Archive | US TV

An archive of articles about US television programmes and production.


October 18, 2014

Third-episode verdict: A to Z (US: NBC)

Posted on October 18, 2014 | Post a comment | Bookmark and Share

BarrometerAtoZ.jpgA Barrometer rating of 4

In the US: Thursdays, 9.30/8.30c, NBC

Three episodes into A To Z and we’re seeing signs of improvement from that initial, not very enticing first episode. Unfortunately, those signs are also of “Everything Else Syndrome". For those who don’t know “Everything Else Syndrome”, it’s when a TV show has a focus - in the case of a rom-com, the two would-be lovers - and it’s dull and uninteresting, largely because everything else is more interesting.

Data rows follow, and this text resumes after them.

use maturity_assessment::assessment::{HypotheticalOverride, InMemoryAssessmentStore, LoaderError};
use metrics_exporter_prometheus::PrometheusHandle;
use std::io::Cursor;
use std::path::Path;
use std::sync::atomic::AtomicBool;
use std::sync::Arc;
use tracing::info;

const DEMO_DATASET: &str = include_str!("../data/demo_assessment.json");

#[derive(Clone)]
pub(crate) struct AppState {
    pub(crate) readiness: Arc<AtomicBool>,
    pub(crate) metrics: Arc<PrometheusHandle>,
}

/// Loads the dataset at `path`, or the bundled demo dataset when none is configured.
pub(crate) fn load_store(path: Option<&Path>) -> Result<InMemoryAssessmentStore, LoaderError> {
    match path {
        Some(path) => {
            info!(path = %path.display(), "loading assessment dataset");
            InMemoryAssessmentStore::from_path(path)
        }
        None => {
            info!("no dataset configured; using bundled demo dataset");
            demo_store()
        }
    }
}

pub(crate) fn demo_store() -> Result<InMemoryAssessmentStore, LoaderError> {
    InMemoryAssessmentStore::from_reader(Cursor::new(DEMO_DATASET))
}

/// Parses `METRIC=VALUE` into a what-if answer.
pub(crate) fn parse_override(raw: &str) -> Result<HypotheticalOverride, String> {
    let (metric_id, value) = raw
        .split_once('=')
        .ok_or_else(|| format!("expected METRIC=VALUE, got '{raw}'"))?;
    let metric_id = metric_id.trim();
    if metric_id.is_empty() {
        return Err(format!("missing metric id in '{raw}'"));
    }
    let value = value
        .trim()
        .parse::<f64>()
        .map_err(|err| format!("failed to parse '{value}' as a number ({err})"))?;

    Ok(HypotheticalOverride::new(metric_id, value))
}

#[cfg(test)]
mod tests {
    use super::*;
    use maturity_assessment::assessment::{HierarchyLoader, SessionId};

    #[test]
    fn demo_dataset_parses() {
        let store = demo_store().expect("demo dataset loads");
        let session = SessionId::from("demo-session");

        assert_eq!(store.count_active_metrics().expect("count"), 7);
        assert_eq!(
            store
                .fetch_answered_metrics(&session)
                .expect("answers")
                .len(),
            5
        );
    }

    #[test]
    fn missing_dataset_file_is_unavailable() {
        let result = load_store(Some(Path::new("/nonexistent/assessment.json")));
        assert!(matches!(result, Err(LoaderError::Unavailable(_))));
    }

    #[test]
    fn parse_override_splits_metric_and_value() {
        let parsed = parse_override(" rel-slo = 4.5 ").expect("override parses");
        assert_eq!(parsed.metric_id.as_str(), "rel-slo");
        assert_eq!(parsed.value, 4.5);
    }

    #[test]
    fn parse_override_rejects_bad_input() {
        assert!(parse_override("rel-slo").is_err());
        assert!(parse_override("=3").is_err());
        assert!(parse_override("rel-slo=high").is_err());
    }
}
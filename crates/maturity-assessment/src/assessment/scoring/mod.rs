mod level;
mod overlay;
mod progress;
mod rollup;

pub use level::MaturityLevel;
pub use overlay::{MergedAnswer, WhatIfOverlay};
pub use progress::{completion_percentage, ProgressStatistics};
pub use rollup::{MetricRollup, PillarRollup, ScoreRollup, TopicRollup};

use super::domain::AnsweredMetric;

/// Version tag reported alongside every computed score.
pub const ALGORITHM_VERSION: &str = "rollup-v1.0";

/// Score paired with the weight it carries at the next level up.
#[derive(Debug, Clone, Copy, PartialEq)]
pub struct WeightedScore {
    pub score: f64,
    pub weight: f64,
}

impl WeightedScore {
    pub const fn new(score: f64, weight: f64) -> Self {
        Self { score, weight }
    }
}

/// Stateless aggregation rules for each level of the metric -> topic -> pillar -> overall tree.
pub struct MaturityCalculator;

impl MaturityCalculator {
    /// The stored value is already on the 1-5 level scale and is passed through unclamped.
    /// The metric's declared level travels with the row as metadata only.
    pub fn metric_score(answer: &AnsweredMetric) -> f64 {
        answer.value
    }

    /// Unweighted mean of the topic's metric scores; 0.0 for an empty topic.
    pub fn topic_score(metric_scores: &[f64]) -> f64 {
        if metric_scores.is_empty() {
            return 0.0;
        }

        metric_scores.iter().sum::<f64>() / metric_scores.len() as f64
    }

    pub fn pillar_score(topics: &[WeightedScore]) -> f64 {
        weighted_mean(topics)
    }

    pub fn overall_score(pillars: &[WeightedScore]) -> f64 {
        weighted_mean(pillars)
    }
}

/// `Σ(score·weight) / Σ(weight)`, or 0.0 when the total weight is not positive.
pub fn weighted_mean(entries: &[WeightedScore]) -> f64 {
    let total_weight: f64 = entries.iter().map(|entry| entry.weight).sum();
    if total_weight <= 0.0 {
        return 0.0;
    }

    let weighted_sum: f64 = entries.iter().map(|entry| entry.score * entry.weight).sum();
    weighted_sum / total_weight
}

pub fn round_to(value: f64, decimals: i32) -> f64 {
    let factor = 10f64.powi(decimals);
    (value * factor).round_ties_even() / factor
}

#[cfg(test)]
mod tests {
    use super::*;

    #[test]
    fn weighted_mean_honors_weights() {
        let score = MaturityCalculator::pillar_score(&[
            WeightedScore::new(4.0, 2.0),
            WeightedScore::new(2.0, 1.0),
        ]);
        assert_eq!(round_to(score, 2), 3.33);
    }

    #[test]
    fn zero_total_weight_is_guarded() {
        assert_eq!(MaturityCalculator::pillar_score(&[]), 0.0);
        assert_eq!(
            MaturityCalculator::overall_score(&[
                WeightedScore::new(4.0, 0.0),
                WeightedScore::new(3.0, 0.0),
            ]),
            0.0
        );
    }

    #[test]
    fn topic_score_is_plain_mean() {
        assert_eq!(MaturityCalculator::topic_score(&[]), 0.0);
        assert_eq!(MaturityCalculator::topic_score(&[1.0, 2.0, 4.5]), 2.5);
    }

    #[test]
    fn rounding_keeps_requested_precision() {
        assert_eq!(round_to(2.345_1, 2), 2.35);
        assert_eq!(round_to(33.333, 1), 33.3);
        assert_eq!(round_to(0.0, 2), 0.0);
    }

    #[test]
    fn exact_halves_round_to_even() {
        assert_eq!(round_to(6.25, 1), 6.2);
        assert_eq!(round_to(6.75, 1), 6.8);
        assert_eq!(round_to(3.375, 2), 3.38);
        assert_eq!(round_to(0.125, 2), 0.12);
    }
}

In the case of a rom-com, that’s usually because of co-morbidity with “Best Friends Syndrome” - that is, not only are the central characters quite dull, their best friends are a lot more interesting. Think The Big Bang Theory, Mad Love, Will and Grace, and so on - you’d rather have been watching shows about the supporting cast, wouldn’t you?

A To Z ostensibly is about Andrew (Ben Feldman) and Zelda (Cristin Milioti), a boy and a girl who meet and are apparently well suited to each other, the big rom-com twists being

  1. He’s the romantic one, but she’s been hurt so is the closed-off one
  2. Each episode charts (from A to Z, since calling the show A To Z simply because of the characters’ names would be incredibly weak, wouldn’t it?) the ups and downs of their relationship from beginning to end. Yes, end.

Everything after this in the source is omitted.